[Records drawn from a dataset]
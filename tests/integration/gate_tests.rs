//! Referer gate integration tests.
//!
//! Tests verify:
//! - Allowed referers reach the handler
//! - Missing and disallowed referers are rejected before any fetch
//! - An empty allow-list rejects everything
//! - Preflight requests bypass the gate

use axum::body::Body;
use axum::http::{Method, Request, StatusCode};
use http_body_util::BodyExt;

use img2color::store::ColorStore;
use img2color::{create_router, AllowList, ColorService, RouterConfig};

use super::test_utils::{
    api_uri, calls, get_request, header, json_body, red_png, send, test_router, CountingFetcher,
};

const RED_URL: &str = "https://img.example.com/red.png";

// =============================================================================
// Allowed Referers
// =============================================================================

#[tokio::test]
async fn test_matching_referers_are_served() {
    let fetcher = CountingFetcher::new().with_body(RED_URL, red_png());
    let router = test_router(fetcher, ColorStore::new());

    for referer in [
        "https://blog.example.com/",
        "https://blog.example.com/posts/2024/colors",
        "cdn.trusted.io",
        "a.b.trusted.io",
    ] {
        let response = send(&router, get_request(&api_uri(RED_URL), Some(referer))).await;
        assert_eq!(response.status(), StatusCode::OK, "{}", referer);
    }
}

// =============================================================================
// Rejected Referers
// =============================================================================

#[tokio::test]
async fn test_disallowed_referer_is_forbidden() {
    let fetcher = CountingFetcher::new().with_body(RED_URL, red_png());
    let counter = fetcher.call_counter();
    let router = test_router(fetcher, ColorStore::new());

    for referer in [
        "https://evil.example.net/",
        "http://blog.example.com/",
        "https://blog.example.com",
        "trusted.io",
        "cdn.trusted.io.evil.net",
    ] {
        let response = send(&router, get_request(&api_uri(RED_URL), Some(referer))).await;
        assert_eq!(response.status(), StatusCode::FORBIDDEN, "{}", referer);

        let body = json_body(response).await;
        assert_eq!(body["error"], "forbidden");
        assert_eq!(body["message"], "Referer not allowed");
    }

    assert_eq!(calls(&counter), 0);
}

#[tokio::test]
async fn test_missing_referer_is_forbidden() {
    let fetcher = CountingFetcher::new().with_body(RED_URL, red_png());
    let counter = fetcher.call_counter();
    let router = test_router(fetcher, ColorStore::new());

    let response = send(&router, get_request(&api_uri(RED_URL), None)).await;
    assert_eq!(response.status(), StatusCode::FORBIDDEN);
    assert_eq!(calls(&counter), 0);
}

#[tokio::test]
async fn test_gate_runs_before_parameter_validation() {
    let router = test_router(CountingFetcher::new(), ColorStore::new());

    // No img parameter, but the referer check comes first
    let response = send(&router, get_request("/api", Some("https://evil.example.net/"))).await;
    assert_eq!(response.status(), StatusCode::FORBIDDEN);
}

#[tokio::test]
async fn test_empty_allow_list_rejects_everything() {
    let fetcher = CountingFetcher::new().with_body(RED_URL, red_png());
    let service = ColorService::new(fetcher, ColorStore::new());
    let router = create_router(
        service,
        RouterConfig::new(AllowList::parse("").unwrap()).with_tracing(false),
    );

    for referer in [None, Some(""), Some("https://blog.example.com/")] {
        let response = send(&router, get_request(&api_uri(RED_URL), referer)).await;
        assert_eq!(response.status(), StatusCode::FORBIDDEN, "{:?}", referer);
    }
}

#[tokio::test]
async fn test_health_is_not_gated() {
    let router = test_router(CountingFetcher::new(), ColorStore::new());

    let response = send(&router, get_request("/health", None)).await;
    assert_eq!(response.status(), StatusCode::OK);
}

// =============================================================================
// Preflight
// =============================================================================

#[tokio::test]
async fn test_preflight_bypasses_gate() {
    let fetcher = CountingFetcher::new();
    let counter = fetcher.call_counter();
    let router = test_router(fetcher, ColorStore::new());

    let request = Request::builder()
        .method(Method::OPTIONS)
        .uri(api_uri(RED_URL))
        .header("referer", "https://evil.example.net/")
        .body(Body::empty())
        .unwrap();

    let response = send(&router, request).await;
    assert_eq!(response.status(), StatusCode::OK);
    assert_eq!(header(&response, "access-control-allow-origin"), Some("*"));
    assert_eq!(
        header(&response, "access-control-allow-methods"),
        Some("GET, OPTIONS")
    );
    assert_eq!(
        header(&response, "access-control-allow-headers"),
        Some("Content-Type, Referer")
    );

    let body = response.into_body().collect().await.unwrap().to_bytes();
    assert!(body.is_empty());
    assert_eq!(calls(&counter), 0);
}

#[tokio::test]
async fn test_preflight_without_referer_or_params() {
    let router = test_router(CountingFetcher::new(), ColorStore::new());

    let request = Request::builder()
        .method(Method::OPTIONS)
        .uri("/api")
        .body(Body::empty())
        .unwrap();

    let response = send(&router, request).await;
    assert_eq!(response.status(), StatusCode::OK);
}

What to work on - Give back precisely the lines above that start at the line containing "check comes first" and end at the line containing "send(&router, get_request(&api_uri(RED_URL), referer)).await;", inclusive. No other lines belong in the output.

Task response -
    // No img parameter, but the referer check comes first
    let response = send(&router, get_request("/api", Some("https://evil.example.net/"))).await;
    assert_eq!(response.status(), StatusCode::FORBIDDEN);
}

#[tokio::test]
async fn test_empty_allow_list_rejects_everything() {
    let fetcher = CountingFetcher::new().with_body(RED_URL, red_png());
    let service = ColorService::new(fetcher, ColorStore::new());
    let router = create_router(
        service,
        RouterConfig::new(AllowList::parse("").unwrap()).with_tracing(false),
    );

    for referer in [None, Some(""), Some("https://blog.example.com/")] {
        let response = send(&router, get_request(&api_uri(RED_URL), referer)).await;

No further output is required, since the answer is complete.